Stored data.
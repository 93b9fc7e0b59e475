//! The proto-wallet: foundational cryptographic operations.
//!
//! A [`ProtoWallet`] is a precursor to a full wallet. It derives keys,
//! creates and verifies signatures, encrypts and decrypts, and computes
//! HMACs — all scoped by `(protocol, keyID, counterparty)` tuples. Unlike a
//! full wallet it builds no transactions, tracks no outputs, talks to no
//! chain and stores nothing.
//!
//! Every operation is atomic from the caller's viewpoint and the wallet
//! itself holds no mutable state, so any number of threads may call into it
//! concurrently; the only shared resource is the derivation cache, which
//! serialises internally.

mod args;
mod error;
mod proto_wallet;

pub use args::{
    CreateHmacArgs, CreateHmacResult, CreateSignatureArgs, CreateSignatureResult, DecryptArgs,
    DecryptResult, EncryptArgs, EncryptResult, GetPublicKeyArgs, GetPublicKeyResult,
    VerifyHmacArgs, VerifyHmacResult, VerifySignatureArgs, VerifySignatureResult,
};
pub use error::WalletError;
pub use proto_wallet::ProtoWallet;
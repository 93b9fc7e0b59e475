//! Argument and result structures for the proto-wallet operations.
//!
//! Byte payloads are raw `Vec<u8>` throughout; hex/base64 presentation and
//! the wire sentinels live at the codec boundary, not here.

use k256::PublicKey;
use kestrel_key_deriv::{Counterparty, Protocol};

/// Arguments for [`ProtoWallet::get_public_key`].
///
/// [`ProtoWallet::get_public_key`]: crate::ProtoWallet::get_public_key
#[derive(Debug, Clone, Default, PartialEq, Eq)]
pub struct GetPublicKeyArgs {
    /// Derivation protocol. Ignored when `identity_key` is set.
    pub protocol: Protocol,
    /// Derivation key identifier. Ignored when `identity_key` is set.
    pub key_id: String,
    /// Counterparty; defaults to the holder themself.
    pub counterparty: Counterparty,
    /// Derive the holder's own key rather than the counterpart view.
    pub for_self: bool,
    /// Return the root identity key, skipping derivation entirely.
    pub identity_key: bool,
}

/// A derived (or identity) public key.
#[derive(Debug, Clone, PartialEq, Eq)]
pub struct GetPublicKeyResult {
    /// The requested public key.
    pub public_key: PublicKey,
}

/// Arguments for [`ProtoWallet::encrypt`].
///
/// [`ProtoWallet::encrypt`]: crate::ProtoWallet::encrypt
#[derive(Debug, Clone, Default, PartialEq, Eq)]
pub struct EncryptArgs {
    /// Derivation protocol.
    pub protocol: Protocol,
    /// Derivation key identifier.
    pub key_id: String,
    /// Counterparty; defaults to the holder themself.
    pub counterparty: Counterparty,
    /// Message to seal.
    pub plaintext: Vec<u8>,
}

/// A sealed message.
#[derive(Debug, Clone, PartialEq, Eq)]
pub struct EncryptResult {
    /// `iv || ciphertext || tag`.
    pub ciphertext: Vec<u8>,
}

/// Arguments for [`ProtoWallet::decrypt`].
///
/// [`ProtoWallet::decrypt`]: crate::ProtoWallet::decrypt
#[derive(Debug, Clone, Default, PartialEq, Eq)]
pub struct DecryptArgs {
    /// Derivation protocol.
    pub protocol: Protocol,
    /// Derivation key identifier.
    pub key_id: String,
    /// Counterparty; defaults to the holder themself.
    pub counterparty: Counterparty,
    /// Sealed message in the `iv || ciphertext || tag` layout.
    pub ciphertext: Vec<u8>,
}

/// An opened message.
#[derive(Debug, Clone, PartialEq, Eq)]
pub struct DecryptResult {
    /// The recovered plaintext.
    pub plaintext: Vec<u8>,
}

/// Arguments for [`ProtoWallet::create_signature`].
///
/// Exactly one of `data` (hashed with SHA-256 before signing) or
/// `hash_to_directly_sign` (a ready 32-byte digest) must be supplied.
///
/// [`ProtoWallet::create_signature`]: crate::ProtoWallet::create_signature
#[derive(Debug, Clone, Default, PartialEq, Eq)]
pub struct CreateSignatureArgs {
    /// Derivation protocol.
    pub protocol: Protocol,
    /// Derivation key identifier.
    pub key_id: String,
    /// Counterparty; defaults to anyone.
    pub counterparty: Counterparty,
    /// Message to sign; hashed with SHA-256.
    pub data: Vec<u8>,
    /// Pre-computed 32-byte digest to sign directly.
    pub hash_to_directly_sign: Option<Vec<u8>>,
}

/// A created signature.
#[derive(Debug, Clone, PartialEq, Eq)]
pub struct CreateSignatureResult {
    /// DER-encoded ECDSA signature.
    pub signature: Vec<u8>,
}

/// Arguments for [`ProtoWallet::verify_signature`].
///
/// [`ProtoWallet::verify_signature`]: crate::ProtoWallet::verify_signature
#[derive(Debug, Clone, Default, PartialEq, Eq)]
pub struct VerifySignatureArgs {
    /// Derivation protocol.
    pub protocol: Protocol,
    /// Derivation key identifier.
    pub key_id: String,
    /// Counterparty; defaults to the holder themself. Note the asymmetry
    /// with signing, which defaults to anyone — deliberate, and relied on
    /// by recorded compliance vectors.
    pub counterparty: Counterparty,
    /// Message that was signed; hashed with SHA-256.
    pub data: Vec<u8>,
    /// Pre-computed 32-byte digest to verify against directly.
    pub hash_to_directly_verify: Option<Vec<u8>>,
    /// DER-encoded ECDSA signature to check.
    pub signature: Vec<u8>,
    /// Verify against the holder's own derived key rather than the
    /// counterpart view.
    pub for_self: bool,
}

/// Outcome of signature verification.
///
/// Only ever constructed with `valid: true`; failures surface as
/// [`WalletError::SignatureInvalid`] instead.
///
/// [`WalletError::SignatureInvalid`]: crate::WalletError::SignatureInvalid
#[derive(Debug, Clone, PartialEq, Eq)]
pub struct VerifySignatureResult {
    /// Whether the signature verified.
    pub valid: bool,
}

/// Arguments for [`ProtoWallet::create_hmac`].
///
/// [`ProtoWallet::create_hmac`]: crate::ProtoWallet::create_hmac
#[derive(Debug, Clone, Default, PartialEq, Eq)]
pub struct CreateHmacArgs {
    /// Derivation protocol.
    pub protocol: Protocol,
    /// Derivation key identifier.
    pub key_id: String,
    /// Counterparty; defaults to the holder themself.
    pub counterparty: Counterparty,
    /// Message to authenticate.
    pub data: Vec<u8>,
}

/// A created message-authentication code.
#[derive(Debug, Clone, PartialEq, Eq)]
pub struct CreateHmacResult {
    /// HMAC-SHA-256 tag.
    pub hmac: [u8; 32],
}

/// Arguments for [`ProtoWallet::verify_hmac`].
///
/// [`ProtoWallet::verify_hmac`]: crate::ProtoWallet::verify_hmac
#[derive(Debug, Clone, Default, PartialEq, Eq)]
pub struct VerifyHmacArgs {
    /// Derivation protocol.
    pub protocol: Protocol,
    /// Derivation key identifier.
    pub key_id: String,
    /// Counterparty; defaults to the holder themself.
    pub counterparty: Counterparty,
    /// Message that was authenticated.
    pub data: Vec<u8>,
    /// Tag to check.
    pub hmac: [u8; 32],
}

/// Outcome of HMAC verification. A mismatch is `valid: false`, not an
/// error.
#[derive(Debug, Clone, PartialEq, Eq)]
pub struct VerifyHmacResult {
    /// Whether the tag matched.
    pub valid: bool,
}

Problem description. The answer must be the complete set of entries, retyped exactly.

Solution to this problem.
repository 93b9fc7e0b59e475
//! The proto-wallet: foundational cryptographic operations.
//!
//! A [`ProtoWallet`] is a precursor to a full wallet. It derives keys,
//! creates and verifies signatures, encrypts and decrypts, and computes
//! HMACs — all scoped by `(protocol, keyID, counterparty)` tuples. Unlike a
//! full wallet it builds no transactions, tracks no outputs, talks to no
//! chain and stores nothing.
//!
//! Every operation is atomic from the caller's viewpoint and the wallet
//! itself holds no mutable state, so any number of threads may call into it
//! concurrently; the only shared resource is the derivation cache, which
//! serialises internally.

mod args;
mod error;
mod proto_wallet;

pub use args::{
    CreateHmacArgs, CreateHmacResult, CreateSignatureArgs, CreateSignatureResult, DecryptArgs,
    DecryptResult, EncryptArgs, EncryptResult, GetPublicKeyArgs, GetPublicKeyResult,
    VerifyHmacArgs, VerifyHmacResult, VerifySignatureArgs, VerifySignatureResult,
};
pub use error::WalletError;
pub use proto_wallet::ProtoWallet;
repository 93b9fc7e0b59e475
//! Argument and result structures for the proto-wallet operations.
//!
//! Byte payloads are raw `Vec<u8>` throughout; hex/base64 presentation and
//! the wire sentinels live at the codec boundary, not here.

use k256::PublicKey;
use kestrel_key_deriv::{Counterparty, Protocol};

/// Arguments for [`ProtoWallet::get_public_key`].
///
/// [`ProtoWallet::get_public_key`]: crate::ProtoWallet::get_public_key
#[derive(Debug, Clone, Default, PartialEq, Eq)]
pub struct GetPublicKeyArgs {
    /// Derivation protocol. Ignored when `identity_key` is set.
    pub protocol: Protocol,
    /// Derivation key identifier. Ignored when `identity_key` is set.
    pub key_id: String,
    /// Counterparty; defaults to the holder themself.
    pub counterparty: Counterparty,
    /// Derive the holder's own key rather than the counterpart view.
    pub for_self: bool,
    /// Return the root identity key, skipping derivation entirely.
    pub identity_key: bool,
}

/// A derived (or identity) public key.
#[derive(Debug, Clone, PartialEq, Eq)]
pub struct GetPublicKeyResult {
    /// The requested public key.
    pub public_key: PublicKey,
}

/// Arguments for [`ProtoWallet::encrypt`].
///
/// [`ProtoWallet::encrypt`]: crate::ProtoWallet::encrypt
#[derive(Debug, Clone, Default, PartialEq, Eq)]
pub struct EncryptArgs {
    /// Derivation protocol.
    pub protocol: Protocol,
    /// Derivation key identifier.
    pub key_id: String,
    /// Counterparty; defaults to the holder themself.
    pub counterparty: Counterparty,
    /// Message to seal.
    pub plaintext: Vec<u8>,
}

/// A sealed message.
#[derive(Debug, Clone, PartialEq, Eq)]
pub struct EncryptResult {
    /// `iv || ciphertext || tag`.
    pub ciphertext: Vec<u8>,
}

/// Arguments for [`ProtoWallet::decrypt`].
///
/// [`ProtoWallet::decrypt`]: crate::ProtoWallet::decrypt
#[derive(Debug, Clone, Default, PartialEq, Eq)]
pub struct DecryptArgs {
    /// Derivation protocol.
    pub protocol: Protocol,
    /// Derivation key identifier.
    pub key_id: String,
    /// Counterparty; defaults to the holder themself.
    pub counterparty: Counterparty,
    /// Sealed message in the `iv || ciphertext || tag` layout.
    pub ciphertext: Vec<u8>,
}

/// An opened message.
#[derive(Debug, Clone, PartialEq, Eq)]
pub struct DecryptResult {
    /// The recovered plaintext.
    pub plaintext: Vec<u8>,
}

/// Arguments for [`ProtoWallet::create_signature`].
///
/// Exactly one of `data` (hashed with SHA-256 before signing) or
/// `hash_to_directly_sign` (a ready 32-byte digest) must be supplied.
///
/// [`ProtoWallet::create_signature`]: crate::ProtoWallet::create_signature
#[derive(Debug, Clone, Default, PartialEq, Eq)]
pub struct CreateSignatureArgs {
    /// Derivation protocol.
    pub protocol: Protocol,
    /// Derivation key identifier.
    pub key_id: String,
    /// Counterparty; defaults to anyone.
    pub counterparty: Counterparty,
    /// Message to sign; hashed with SHA-256.
    pub data: Vec<u8>,
    /// Pre-computed 32-byte digest to sign directly.
    pub hash_to_directly_sign: Option<Vec<u8>>,
}

/// A created signature.
#[derive(Debug, Clone, PartialEq, Eq)]
pub struct CreateSignatureResult {
    /// DER-encoded ECDSA signature.
    pub signature: Vec<u8>,
}

/// Arguments for [`ProtoWallet::verify_signature`].
///
/// [`ProtoWallet::verify_signature`]: crate::ProtoWallet::verify_signature
#[derive(Debug, Clone, Default, PartialEq, Eq)]
pub struct VerifySignatureArgs {
    /// Derivation protocol.
    pub protocol: Protocol,
    /// Derivation key identifier.
    pub key_id: String,
    /// Counterparty; defaults to the holder themself. Note the asymmetry
    /// with signing, which defaults to anyone — deliberate, and relied on
    /// by recorded compliance vectors.
    pub counterparty: Counterparty,
    /// Message that was signed; hashed with SHA-256.
    pub data: Vec<u8>,
    /// Pre-computed 32-byte digest to verify against directly.
    pub hash_to_directly_verify: Option<Vec<u8>>,
    /// DER-encoded ECDSA signature to check.
    pub signature: Vec<u8>,
    /// Verify against the holder's own derived key rather than the
    /// counterpart view.
    pub for_self: bool,
}

/// Outcome of signature verification.
///
/// Only ever constructed with `valid: true`; failures surface as
/// [`WalletError::SignatureInvalid`] instead.
///
/// [`WalletError::SignatureInvalid`]: crate::WalletError::SignatureInvalid
#[derive(Debug, Clone, PartialEq, Eq)]
pub struct VerifySignatureResult {
    /// Whether the signature verified.
    pub valid: bool,
}

/// Arguments for [`ProtoWallet::create_hmac`].
///
/// [`ProtoWallet::create_hmac`]: crate::ProtoWallet::create_hmac
#[derive(Debug, Clone, Default, PartialEq, Eq)]
pub struct CreateHmacArgs {
    /// Derivation protocol.
    pub protocol: Protocol,
    /// Derivation key identifier.
    pub key_id: String,
    /// Counterparty; defaults to the holder themself.
    pub counterparty: Counterparty,
    /// Message to authenticate.
    pub data: Vec<u8>,
}

/// A created message-authentication code.
#[derive(Debug, Clone, PartialEq, Eq)]
pub struct CreateHmacResult {
    /// HMAC-SHA-256 tag.
    pub hmac: [u8; 32],
}

/// Arguments for [`ProtoWallet::verify_hmac`].
///
/// [`ProtoWallet::verify_hmac`]: crate::ProtoWallet::verify_hmac
#[derive(Debug, Clone, Default, PartialEq, Eq)]
pub struct VerifyHmacArgs {
    /// Derivation protocol.
    pub protocol: Protocol,
    /// Derivation key identifier.
    pub key_id: String,
    /// Counterparty; defaults to the holder themself.
    pub counterparty: Counterparty,
    /// Message that was authenticated.
    pub data: Vec<u8>,
    /// Tag to check.
    pub hmac: [u8; 32],
}

/// Outcome of HMAC verification. A mismatch is `valid: false`, not an
/// error.
#[derive(Debug, Clone, PartialEq, Eq)]
pub struct VerifyHmacResult {
    /// Whether the tag matched.
    pub valid: bool,
}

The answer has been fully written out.